====== RECORDS SUPPLIED ======

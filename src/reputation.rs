//! VirusTotal domain reputation.

use std::time::Duration;

use async_trait::async_trait;
use reqwest::Client;
use serde::Deserialize;
use tracing::debug;

use crate::dns::ascii_host;
use crate::error::ReputationError;
use crate::probe::{ReputationProber, ReputationReport};

const API_BASE: &str = "https://www.virustotal.com/api/v3";

/// The service indexes internationalised names by their punycode form.
fn service_name(name: &str) -> String {
    ascii_host(name).unwrap_or_else(|| name.to_string())
}

/// Public report page for `name`; used when no lookup was spent on it.
pub fn report_url(name: &str) -> String {
    format!("https://www.virustotal.com/gui/domain/{}", service_name(name))
}

#[derive(Deserialize)]
struct DomainResponse {
    data: DomainData,
}

#[derive(Deserialize)]
struct DomainData {
    #[serde(default)]
    attributes: ReputationReport,
}

/// Parses a `/domains/{name}` response body.
pub fn parse_report(name: &str, body: &str) -> Result<ReputationReport, ReputationError> {
    let response: DomainResponse = serde_json::from_str(body)?;
    let mut report = response.data.attributes;
    report.domain = name.to_string();
    Ok(report)
}

pub struct VirusTotalClient {
    http_client: Client,
    api_key: String,
    base_url: String,
}

impl VirusTotalClient {
    pub fn new(api_key: impl Into<String>, request_timeout: Duration) -> Self {
        Self {
            http_client: Client::builder()
                .timeout(request_timeout)
                .user_agent(concat!("typowatch/", env!("CARGO_PKG_VERSION")))
                .build()
                .unwrap_or_default(),
            api_key: api_key.into(),
            base_url: API_BASE.to_string(),
        }
    }

    /// Points the client at another API root (self-hosted proxy, tests).
    pub fn with_base_url(mut self, base_url: impl Into<String>) -> Self {
        self.base_url = base_url.into().trim_end_matches('/').to_string();
        self
    }
}

#[async_trait]
impl ReputationProber for VirusTotalClient {
    async fn lookup(&self, name: &str) -> Result<ReputationReport, ReputationError> {
        if self.api_key.is_empty() {
            return Err(ReputationError::MissingApiKey);
        }

        debug!(name, "querying VirusTotal");
        let url = format!("{}/domains/{}", self.base_url, service_name(name));
        let response = self
            .http_client
            .get(&url)
            .header("x-apikey", &self.api_key)
            .send()
            .await?;

        if !response.status().is_success() {
            return Err(ReputationError::Status(response.status().as_u16()));
        }

        let body = response.text().await?;
        parse_report(name, &body)
    }

    fn report_url(&self, name: &str) -> String {
        report_url(name)
    }
}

======

== THE PROBLEM ==
Would you copy, word for word, only the lines from the start of the listing to the one that contains "const API_BASE: &str", both included?

== EXERCISE SOLUTION ==
filename src/reputation.rs
//! VirusTotal domain reputation.

use std::time::Duration;

use async_trait::async_trait;
use reqwest::Client;
use serde::Deserialize;
use tracing::debug;

use crate::dns::ascii_host;
use crate::error::ReputationError;
use crate::probe::{ReputationProber, ReputationReport};

const API_BASE: &str = "https://www.virustotal.com/api/v3";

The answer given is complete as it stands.